An exact transcription of the lines below, from the first through the one containing "Only holds values", is the only output wanted.
===== Data shown =====
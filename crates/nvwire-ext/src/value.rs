//! Dynamic msgpack value tree with handle variants.

use std::fmt;

use serde::de::{self, Deserializer, MapAccess, SeqAccess, Visitor};
use serde::ser::{SerializeMap, SerializeSeq, Serializer};
use serde::{Deserialize, Serialize};

use crate::decode::{Decode, DecodeContext, ExtParts, Seed};
use crate::handle::{Buffer, Handle, Tabpage, Window};

/// A dynamically typed msgpack value with first-class handles.
///
/// This is the argument and result type of [`RpcChannel::call`]. Extension
/// values decode to [`Value::Handle`]; an extension tag outside the handle
/// table is a decode error, never an opaque blob.
///
/// [`RpcChannel::call`]: crate::channel::RpcChannel::call
#[derive(Debug, Clone, PartialEq, Default)]
pub enum Value {
    #[default]
    Nil,
    Boolean(bool),
    Integer(i64),
    /// Only holds values above `i64::MAX`.
    Unsigned(u64),
    Float(f64),
    String(String),
    Binary(Vec<u8>),
    Array(Vec<Value>),
    Map(Vec<(Value, Value)>),
    Handle(Handle),
}

impl Value {
    pub fn is_nil(&self) -> bool {
        matches!(self, Value::Nil)
    }

    pub fn as_bool(&self) -> Option<bool> {
        match self {
            Value::Boolean(v) => Some(*v),
            _ => None,
        }
    }

    pub fn as_i64(&self) -> Option<i64> {
        match self {
            Value::Integer(v) => Some(*v),
            _ => None,
        }
    }

    pub fn as_str(&self) -> Option<&str> {
        match self {
            Value::String(v) => Some(v),
            _ => None,
        }
    }

    pub fn as_array(&self) -> Option<&[Value]> {
        match self {
            Value::Array(v) => Some(v),
            _ => None,
        }
    }

    pub fn as_map(&self) -> Option<&[(Value, Value)]> {
        match self {
            Value::Map(v) => Some(v),
            _ => None,
        }
    }

    pub fn as_handle(&self) -> Option<&Handle> {
        match self {
            Value::Handle(v) => Some(v),
            _ => None,
        }
    }

    /// Look up a string key in a map value.
    pub fn get(&self, key: &str) -> Option<&Value> {
        self.as_map()?
            .iter()
            .find(|(k, _)| k.as_str() == Some(key))
            .map(|(_, v)| v)
    }

    /// Short name of the variant, for diagnostics.
    pub fn kind(&self) -> &'static str {
        match self {
            Value::Nil => "nil",
            Value::Boolean(_) => "boolean",
            Value::Integer(_) | Value::Unsigned(_) => "integer",
            Value::Float(_) => "float",
            Value::String(_) => "string",
            Value::Binary(_) => "binary",
            Value::Array(_) => "array",
            Value::Map(_) => "map",
            Value::Handle(handle) => handle.tag().name(),
        }
    }
}

impl fmt::Display for Value {
    fn fmt(&self, f: &mut fmt::Formatter<'_>) -> fmt::Result {
        match self {
            Value::Nil => f.write_str("nil"),
            Value::Boolean(v) => write!(f, "{v}"),
            Value::Integer(v) => write!(f, "{v}"),
            Value::Unsigned(v) => write!(f, "{v}"),
            Value::Float(v) => write!(f, "{v}"),
            Value::String(v) => write!(f, "{v:?}"),
            Value::Binary(v) => write!(f, "<binary {} bytes>", v.len()),
            Value::Array(items) => {
                f.write_str("[")?;
                for (i, item) in items.iter().enumerate() {
                    if i > 0 {
                        f.write_str(", ")?;
                    }
                    write!(f, "{item}")?;
                }
                f.write_str("]")
            }
            Value::Map(entries) => {
                f.write_str("{")?;
                for (i, (k, v)) in entries.iter().enumerate() {
                    if i > 0 {
                        f.write_str(", ")?;
                    }
                    write!(f, "{k}: {v}")?;
                }
                f.write_str("}")
            }
            Value::Handle(handle) => write!(f, "{handle}"),
        }
    }
}

impl Serialize for Value {
    fn serialize<S: Serializer>(&self, serializer: S) -> Result<S::Ok, S::Error> {
        match self {
            Value::Nil => serializer.serialize_unit(),
            Value::Boolean(v) => serializer.serialize_bool(*v),
            Value::Integer(v) => serializer.serialize_i64(*v),
            Value::Unsigned(v) => serializer.serialize_u64(*v),
            Value::Float(v) => serializer.serialize_f64(*v),
            Value::String(v) => serializer.serialize_str(v),
            Value::Binary(v) => serializer.serialize_bytes(v),
            Value::Array(items) => {
                let mut seq = serializer.serialize_seq(Some(items.len()))?;
                for item in items {
                    seq.serialize_element(item)?;
                }
                seq.end()
            }
            Value::Map(entries) => {
                let mut map = serializer.serialize_map(Some(entries.len()))?;
                for (k, v) in entries {
                    map.serialize_entry(k, v)?;
                }
                map.end()
            }
            Value::Handle(handle) => handle.serialize(serializer),
        }
    }
}

impl Decode for Value {
    fn decode<'de, D>(deserializer: D, ctx: &DecodeContext) -> Result<Self, D::Error>
    where
        D: Deserializer<'de>,
    {
        deserializer.deserialize_any(ValueVisitor { ctx })
    }
}

struct ValueVisitor<'a> {
    ctx: &'a DecodeContext,
}

impl<'de> Visitor<'de> for ValueVisitor<'_> {
    type Value = Value;

    fn expecting(&self, f: &mut fmt::Formatter<'_>) -> fmt::Result {
        f.write_str("any msgpack value")
    }

    fn visit_bool<E: de::Error>(self, v: bool) -> Result<Value, E> {
        Ok(Value::Boolean(v))
    }

    fn visit_i64<E: de::Error>(self, v: i64) -> Result<Value, E> {
        Ok(Value::Integer(v))
    }

    fn visit_u64<E: de::Error>(self, v: u64) -> Result<Value, E> {
        Ok(Value::from(v))
    }

    fn visit_f64<E: de::Error>(self, v: f64) -> Result<Value, E> {
        Ok(Value::Float(v))
    }

    fn visit_str<E: de::Error>(self, v: &str) -> Result<Value, E> {
        Ok(Value::String(v.to_string()))
    }

    fn visit_string<E: de::Error>(self, v: String) -> Result<Value, E> {
        Ok(Value::String(v))
    }

    fn visit_bytes<E: de::Error>(self, v: &[u8]) -> Result<Value, E> {
        Ok(Value::Binary(v.to_vec()))
    }

    fn visit_byte_buf<E: de::Error>(self, v: Vec<u8>) -> Result<Value, E> {
        Ok(Value::Binary(v))
    }

    fn visit_unit<E: de::Error>(self) -> Result<Value, E> {
        Ok(Value::Nil)
    }

    fn visit_none<E: de::Error>(self) -> Result<Value, E> {
        Ok(Value::Nil)
    }

    fn visit_some<D>(self, deserializer: D) -> Result<Value, D::Error>
    where
        D: Deserializer<'de>,
    {
        Value::decode(deserializer, self.ctx)
    }

    fn visit_seq<A: SeqAccess<'de>>(self, mut seq: A) -> Result<Value, A::Error> {
        let mut items = Vec::with_capacity(seq.size_hint().unwrap_or(0).min(1024));
        while let Some(item) = seq.next_element_seed(Seed::<Value>::new(self.ctx))? {
            items.push(item);
        }
        Ok(Value::Array(items))
    }

    fn visit_map<A: MapAccess<'de>>(self, mut map: A) -> Result<Value, A::Error> {
        let mut entries = Vec::with_capacity(map.size_hint().unwrap_or(0).min(1024));
        while let Some(entry) =
            map.next_entry_seed(Seed::<Value>::new(self.ctx), Seed::<Value>::new(self.ctx))?
        {
            entries.push(entry);
        }
        Ok(Value::Map(entries))
    }

    // rmp-serde reports every extension value through this hook.
    fn visit_newtype_struct<D>(self, deserializer: D) -> Result<Value, D::Error>
    where
        D: Deserializer<'de>,
    {
        let ext = ExtParts::deserialize(deserializer)?;
        self.ctx
            .resolve(ext.tag, &ext.payload)
            .map(Value::Handle)
            .map_err(|err| self.ctx.fail(err))
    }
}

impl From<bool> for Value {
    fn from(v: bool) -> Self {
        Value::Boolean(v)
    }
}

impl From<i64> for Value {
    fn from(v: i64) -> Self {
        Value::Integer(v)
    }
}

impl From<i32> for Value {
    fn from(v: i32) -> Self {
        Value::Integer(i64::from(v))
    }
}

impl From<u64> for Value {
    fn from(v: u64) -> Self {
        match i64::try_from(v) {
            Ok(v) => Value::Integer(v),
            Err(_) => Value::Unsigned(v),
        }
    }
}

impl From<f64> for Value {
    fn from(v: f64) -> Self {
        Value::Float(v)
    }
}

impl From<&str> for Value {
    fn from(v: &str) -> Self {
        Value::String(v.to_string())
    }
}

impl From<String> for Value {
    fn from(v: String) -> Self {
        Value::String(v)
    }
}

impl From<Vec<Value>> for Value {
    fn from(v: Vec<Value>) -> Self {
        Value::Array(v)
    }
}

impl From<Handle> for Value {
    fn from(v: Handle) -> Self {
        Value::Handle(v)
    }
}

impl From<Buffer> for Value {
    fn from(v: Buffer) -> Self {
        Value::Handle(Handle::Buffer(v))
    }
}

impl From<Window> for Value {
    fn from(v: Window) -> Self {
        Value::Handle(Handle::Window(v))
    }
}

impl From<Tabpage> for Value {
    fn from(v: Tabpage) -> Self {
        Value::Handle(Handle::Tabpage(v))
    }
}

impl<T: Into<Value>> From<Option<T>> for Value {
    fn from(v: Option<T>) -> Self {
        v.map_or(Value::Nil, Into::into)
    }
}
=====
- [Response]
filename crates/nvwire-ext/src/value.rs
//! Dynamic msgpack value tree with handle variants.

use std::fmt;

use serde::de::{self, Deserializer, MapAccess, SeqAccess, Visitor};
use serde::ser::{SerializeMap, SerializeSeq, Serializer};
use serde::{Deserialize, Serialize};

use crate::decode::{Decode, DecodeContext, ExtParts, Seed};
use crate::handle::{Buffer, Handle, Tabpage, Window};

/// A dynamically typed msgpack value with first-class handles.
///
/// This is the argument and result type of [`RpcChannel::call`]. Extension
/// values decode to [`Value::Handle`]; an extension tag outside the handle
/// table is a decode error, never an opaque blob.
///
/// [`RpcChannel::call`]: crate::channel::RpcChannel::call
#[derive(Debug, Clone, PartialEq, Default)]
pub enum Value {
    #[default]
    Nil,
    Boolean(bool),
    Integer(i64),
    /// Only holds values above `i64::MAX`.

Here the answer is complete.